Data excerpts:
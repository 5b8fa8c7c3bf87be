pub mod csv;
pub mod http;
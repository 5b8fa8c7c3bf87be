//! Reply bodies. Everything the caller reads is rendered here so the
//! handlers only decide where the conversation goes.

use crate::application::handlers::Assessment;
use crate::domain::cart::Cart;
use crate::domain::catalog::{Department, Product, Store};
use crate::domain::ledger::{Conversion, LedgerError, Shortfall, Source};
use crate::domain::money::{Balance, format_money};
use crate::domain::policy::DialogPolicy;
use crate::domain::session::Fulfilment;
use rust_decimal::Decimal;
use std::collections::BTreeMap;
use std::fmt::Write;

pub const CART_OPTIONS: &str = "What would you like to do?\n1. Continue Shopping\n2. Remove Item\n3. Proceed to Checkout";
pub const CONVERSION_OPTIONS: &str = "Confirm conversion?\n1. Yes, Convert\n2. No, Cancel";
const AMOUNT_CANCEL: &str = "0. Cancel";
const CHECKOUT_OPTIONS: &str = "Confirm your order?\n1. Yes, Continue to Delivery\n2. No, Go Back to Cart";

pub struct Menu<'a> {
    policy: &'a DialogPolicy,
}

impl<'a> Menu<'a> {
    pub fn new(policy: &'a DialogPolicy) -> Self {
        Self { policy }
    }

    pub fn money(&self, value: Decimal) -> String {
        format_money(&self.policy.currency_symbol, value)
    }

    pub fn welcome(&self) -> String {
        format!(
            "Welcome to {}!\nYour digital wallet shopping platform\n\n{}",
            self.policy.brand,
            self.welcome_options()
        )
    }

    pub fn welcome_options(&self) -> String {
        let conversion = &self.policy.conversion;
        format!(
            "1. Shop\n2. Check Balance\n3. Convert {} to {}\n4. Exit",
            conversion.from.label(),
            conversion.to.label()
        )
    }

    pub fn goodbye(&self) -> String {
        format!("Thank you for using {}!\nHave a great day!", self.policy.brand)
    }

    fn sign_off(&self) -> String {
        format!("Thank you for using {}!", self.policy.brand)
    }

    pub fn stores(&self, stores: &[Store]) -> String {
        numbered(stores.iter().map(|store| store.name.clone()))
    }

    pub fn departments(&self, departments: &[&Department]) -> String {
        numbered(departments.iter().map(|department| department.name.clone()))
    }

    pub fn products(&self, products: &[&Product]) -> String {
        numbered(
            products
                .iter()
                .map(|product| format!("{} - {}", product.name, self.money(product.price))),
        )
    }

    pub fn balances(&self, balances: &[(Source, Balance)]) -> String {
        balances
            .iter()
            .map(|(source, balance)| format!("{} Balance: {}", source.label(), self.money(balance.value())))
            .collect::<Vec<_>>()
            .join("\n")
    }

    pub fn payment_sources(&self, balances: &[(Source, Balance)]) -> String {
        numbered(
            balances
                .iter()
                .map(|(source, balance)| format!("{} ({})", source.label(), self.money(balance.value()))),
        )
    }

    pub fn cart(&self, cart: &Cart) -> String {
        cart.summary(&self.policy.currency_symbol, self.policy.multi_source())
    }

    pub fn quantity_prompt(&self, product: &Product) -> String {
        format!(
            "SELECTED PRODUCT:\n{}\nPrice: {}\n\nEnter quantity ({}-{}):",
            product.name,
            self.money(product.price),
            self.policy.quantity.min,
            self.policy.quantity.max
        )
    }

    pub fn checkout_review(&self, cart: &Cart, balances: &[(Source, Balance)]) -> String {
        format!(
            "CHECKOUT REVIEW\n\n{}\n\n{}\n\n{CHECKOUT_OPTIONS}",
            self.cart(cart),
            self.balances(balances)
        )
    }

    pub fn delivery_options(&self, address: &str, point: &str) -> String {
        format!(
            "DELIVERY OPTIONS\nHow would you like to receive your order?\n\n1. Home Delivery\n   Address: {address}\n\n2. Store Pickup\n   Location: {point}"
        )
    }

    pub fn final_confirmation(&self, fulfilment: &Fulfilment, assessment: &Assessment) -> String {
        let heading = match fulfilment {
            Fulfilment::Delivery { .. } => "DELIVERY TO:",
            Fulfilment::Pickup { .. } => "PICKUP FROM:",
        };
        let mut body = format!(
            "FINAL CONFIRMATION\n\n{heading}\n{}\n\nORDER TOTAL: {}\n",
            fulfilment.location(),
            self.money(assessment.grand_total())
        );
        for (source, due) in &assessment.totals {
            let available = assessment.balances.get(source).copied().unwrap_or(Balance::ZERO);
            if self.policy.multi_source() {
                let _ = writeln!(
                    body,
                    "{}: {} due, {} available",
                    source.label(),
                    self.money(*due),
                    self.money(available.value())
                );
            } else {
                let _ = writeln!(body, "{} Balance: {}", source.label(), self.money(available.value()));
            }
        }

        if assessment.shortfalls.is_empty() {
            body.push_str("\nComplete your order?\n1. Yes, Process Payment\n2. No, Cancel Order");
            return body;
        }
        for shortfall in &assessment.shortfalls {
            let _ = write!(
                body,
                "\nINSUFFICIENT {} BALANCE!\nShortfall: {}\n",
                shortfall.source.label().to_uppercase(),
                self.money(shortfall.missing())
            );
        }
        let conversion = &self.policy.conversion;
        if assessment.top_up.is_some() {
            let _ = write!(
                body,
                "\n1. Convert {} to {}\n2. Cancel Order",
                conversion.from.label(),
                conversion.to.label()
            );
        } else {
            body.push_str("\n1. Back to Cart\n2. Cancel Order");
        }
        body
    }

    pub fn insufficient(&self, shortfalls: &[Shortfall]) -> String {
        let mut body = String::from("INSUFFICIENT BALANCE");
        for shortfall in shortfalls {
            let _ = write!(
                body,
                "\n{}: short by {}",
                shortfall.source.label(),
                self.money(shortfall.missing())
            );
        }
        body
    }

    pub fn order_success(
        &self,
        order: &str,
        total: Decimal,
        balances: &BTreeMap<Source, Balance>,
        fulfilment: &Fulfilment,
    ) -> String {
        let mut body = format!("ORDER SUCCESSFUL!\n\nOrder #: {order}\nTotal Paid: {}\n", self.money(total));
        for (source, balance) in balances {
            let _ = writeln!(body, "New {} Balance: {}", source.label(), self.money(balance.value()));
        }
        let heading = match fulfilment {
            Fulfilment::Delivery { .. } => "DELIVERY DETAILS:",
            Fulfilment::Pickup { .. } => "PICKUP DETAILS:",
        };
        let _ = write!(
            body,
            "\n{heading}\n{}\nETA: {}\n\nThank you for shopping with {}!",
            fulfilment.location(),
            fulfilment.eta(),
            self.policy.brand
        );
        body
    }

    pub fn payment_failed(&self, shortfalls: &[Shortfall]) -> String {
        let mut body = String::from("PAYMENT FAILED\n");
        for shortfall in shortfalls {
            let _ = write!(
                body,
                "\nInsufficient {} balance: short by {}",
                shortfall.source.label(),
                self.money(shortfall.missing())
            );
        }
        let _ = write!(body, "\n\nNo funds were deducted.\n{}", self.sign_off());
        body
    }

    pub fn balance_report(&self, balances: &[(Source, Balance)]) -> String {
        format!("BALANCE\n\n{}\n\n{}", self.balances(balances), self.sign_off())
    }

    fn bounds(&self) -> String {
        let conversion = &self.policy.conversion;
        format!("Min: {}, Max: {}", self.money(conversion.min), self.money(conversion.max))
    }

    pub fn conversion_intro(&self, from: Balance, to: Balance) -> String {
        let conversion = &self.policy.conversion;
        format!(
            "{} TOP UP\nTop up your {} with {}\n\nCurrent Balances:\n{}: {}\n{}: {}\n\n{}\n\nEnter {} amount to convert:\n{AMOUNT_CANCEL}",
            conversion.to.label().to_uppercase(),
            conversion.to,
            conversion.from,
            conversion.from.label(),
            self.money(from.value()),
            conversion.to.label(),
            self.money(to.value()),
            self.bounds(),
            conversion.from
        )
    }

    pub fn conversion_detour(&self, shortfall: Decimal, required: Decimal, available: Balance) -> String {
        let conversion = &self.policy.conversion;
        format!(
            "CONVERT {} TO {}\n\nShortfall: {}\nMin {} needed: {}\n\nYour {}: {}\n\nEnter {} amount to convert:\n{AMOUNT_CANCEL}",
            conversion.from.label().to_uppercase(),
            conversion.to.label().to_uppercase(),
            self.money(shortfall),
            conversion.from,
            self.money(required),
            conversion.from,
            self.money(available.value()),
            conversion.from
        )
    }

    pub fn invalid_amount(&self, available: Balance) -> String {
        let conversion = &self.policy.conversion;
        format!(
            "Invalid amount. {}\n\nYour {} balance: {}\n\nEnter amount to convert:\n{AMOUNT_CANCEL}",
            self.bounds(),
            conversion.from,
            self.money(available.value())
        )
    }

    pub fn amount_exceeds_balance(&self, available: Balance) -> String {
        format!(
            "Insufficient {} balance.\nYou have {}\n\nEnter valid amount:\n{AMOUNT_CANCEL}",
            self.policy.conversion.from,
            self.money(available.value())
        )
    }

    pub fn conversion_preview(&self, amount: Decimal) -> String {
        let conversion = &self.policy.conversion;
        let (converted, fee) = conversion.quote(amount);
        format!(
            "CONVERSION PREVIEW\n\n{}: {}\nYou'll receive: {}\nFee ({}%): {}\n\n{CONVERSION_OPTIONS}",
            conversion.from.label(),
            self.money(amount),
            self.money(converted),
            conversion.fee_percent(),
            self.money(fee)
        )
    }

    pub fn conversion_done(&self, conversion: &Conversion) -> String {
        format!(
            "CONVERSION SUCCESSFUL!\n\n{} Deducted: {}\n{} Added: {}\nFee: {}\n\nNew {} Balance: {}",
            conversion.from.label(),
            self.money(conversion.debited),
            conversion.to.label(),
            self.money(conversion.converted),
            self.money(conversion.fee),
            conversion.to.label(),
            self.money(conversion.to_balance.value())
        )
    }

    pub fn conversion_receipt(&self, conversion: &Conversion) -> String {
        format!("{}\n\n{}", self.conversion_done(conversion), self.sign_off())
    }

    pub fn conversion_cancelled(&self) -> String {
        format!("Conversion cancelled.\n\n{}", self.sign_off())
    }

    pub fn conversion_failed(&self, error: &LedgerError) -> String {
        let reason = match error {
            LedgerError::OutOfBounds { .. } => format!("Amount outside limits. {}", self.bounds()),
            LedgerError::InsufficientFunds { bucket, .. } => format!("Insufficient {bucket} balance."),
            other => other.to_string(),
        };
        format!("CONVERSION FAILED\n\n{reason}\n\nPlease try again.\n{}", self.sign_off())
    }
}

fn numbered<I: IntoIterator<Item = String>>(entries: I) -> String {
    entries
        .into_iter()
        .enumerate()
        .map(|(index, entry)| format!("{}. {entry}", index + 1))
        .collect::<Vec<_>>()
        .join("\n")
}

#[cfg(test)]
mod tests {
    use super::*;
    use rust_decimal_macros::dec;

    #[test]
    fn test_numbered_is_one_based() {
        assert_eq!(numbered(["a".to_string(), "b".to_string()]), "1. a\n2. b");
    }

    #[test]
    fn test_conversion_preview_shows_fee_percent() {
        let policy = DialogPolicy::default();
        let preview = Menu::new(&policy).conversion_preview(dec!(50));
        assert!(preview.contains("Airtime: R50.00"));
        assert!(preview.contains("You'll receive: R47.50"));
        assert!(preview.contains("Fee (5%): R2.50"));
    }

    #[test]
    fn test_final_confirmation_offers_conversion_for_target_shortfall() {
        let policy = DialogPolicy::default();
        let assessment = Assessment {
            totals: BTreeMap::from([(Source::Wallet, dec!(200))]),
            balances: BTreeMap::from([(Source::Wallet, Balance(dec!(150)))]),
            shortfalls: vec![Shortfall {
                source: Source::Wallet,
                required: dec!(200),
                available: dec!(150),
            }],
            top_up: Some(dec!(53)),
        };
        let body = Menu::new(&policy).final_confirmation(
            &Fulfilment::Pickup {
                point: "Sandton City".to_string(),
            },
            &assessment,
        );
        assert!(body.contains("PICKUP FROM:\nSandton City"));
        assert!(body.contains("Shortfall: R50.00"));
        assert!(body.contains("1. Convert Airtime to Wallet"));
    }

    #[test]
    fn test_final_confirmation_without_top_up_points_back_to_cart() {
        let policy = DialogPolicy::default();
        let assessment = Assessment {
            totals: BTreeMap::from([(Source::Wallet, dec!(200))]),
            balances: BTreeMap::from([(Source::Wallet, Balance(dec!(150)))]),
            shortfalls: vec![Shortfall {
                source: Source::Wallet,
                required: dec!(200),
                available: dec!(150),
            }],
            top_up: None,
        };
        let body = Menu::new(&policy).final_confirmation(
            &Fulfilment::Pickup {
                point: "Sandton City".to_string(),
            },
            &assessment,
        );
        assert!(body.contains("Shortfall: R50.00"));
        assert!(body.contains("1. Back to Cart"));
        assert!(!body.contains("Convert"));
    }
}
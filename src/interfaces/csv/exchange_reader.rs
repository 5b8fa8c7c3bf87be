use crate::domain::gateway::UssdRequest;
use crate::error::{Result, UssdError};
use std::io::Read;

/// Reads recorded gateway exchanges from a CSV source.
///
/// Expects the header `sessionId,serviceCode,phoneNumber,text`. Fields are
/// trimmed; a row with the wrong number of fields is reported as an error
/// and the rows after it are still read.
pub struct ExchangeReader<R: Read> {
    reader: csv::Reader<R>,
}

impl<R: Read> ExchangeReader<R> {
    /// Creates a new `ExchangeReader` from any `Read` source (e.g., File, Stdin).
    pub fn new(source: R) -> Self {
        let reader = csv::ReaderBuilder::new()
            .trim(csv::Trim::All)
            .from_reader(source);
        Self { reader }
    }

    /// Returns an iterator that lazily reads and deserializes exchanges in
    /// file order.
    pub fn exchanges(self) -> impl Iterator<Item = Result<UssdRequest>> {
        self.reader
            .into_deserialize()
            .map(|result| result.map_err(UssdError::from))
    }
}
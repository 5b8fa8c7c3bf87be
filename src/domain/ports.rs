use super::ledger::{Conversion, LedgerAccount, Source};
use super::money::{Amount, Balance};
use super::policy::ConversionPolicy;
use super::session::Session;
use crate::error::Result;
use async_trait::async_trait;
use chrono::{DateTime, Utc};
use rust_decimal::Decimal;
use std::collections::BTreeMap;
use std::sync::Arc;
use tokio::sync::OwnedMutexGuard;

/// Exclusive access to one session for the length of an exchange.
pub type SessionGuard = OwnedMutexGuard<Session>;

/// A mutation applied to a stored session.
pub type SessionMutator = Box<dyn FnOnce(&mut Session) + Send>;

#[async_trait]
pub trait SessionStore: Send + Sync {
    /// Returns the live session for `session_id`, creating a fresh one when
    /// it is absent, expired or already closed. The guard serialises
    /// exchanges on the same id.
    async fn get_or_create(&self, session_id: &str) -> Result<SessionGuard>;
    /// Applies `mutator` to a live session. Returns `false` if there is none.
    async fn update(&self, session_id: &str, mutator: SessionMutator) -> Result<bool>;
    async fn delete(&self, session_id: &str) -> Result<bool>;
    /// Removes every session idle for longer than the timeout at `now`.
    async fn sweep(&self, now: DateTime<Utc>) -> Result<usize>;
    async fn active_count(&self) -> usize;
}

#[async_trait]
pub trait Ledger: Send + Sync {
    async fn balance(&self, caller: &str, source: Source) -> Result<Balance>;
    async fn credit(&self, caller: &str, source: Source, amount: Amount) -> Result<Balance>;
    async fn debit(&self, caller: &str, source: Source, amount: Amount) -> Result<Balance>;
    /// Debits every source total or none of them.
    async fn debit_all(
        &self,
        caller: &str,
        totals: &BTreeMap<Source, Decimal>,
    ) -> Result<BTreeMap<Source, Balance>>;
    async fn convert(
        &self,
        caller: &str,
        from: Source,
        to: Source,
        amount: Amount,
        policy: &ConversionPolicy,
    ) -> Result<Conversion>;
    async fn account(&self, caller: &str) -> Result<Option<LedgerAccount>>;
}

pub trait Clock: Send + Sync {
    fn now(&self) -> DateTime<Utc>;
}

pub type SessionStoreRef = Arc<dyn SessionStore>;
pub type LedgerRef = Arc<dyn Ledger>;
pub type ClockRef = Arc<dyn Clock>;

## Try it
Looking at the records above, say how many of their lines include the word "bounds", with no other words.

## Answer below
4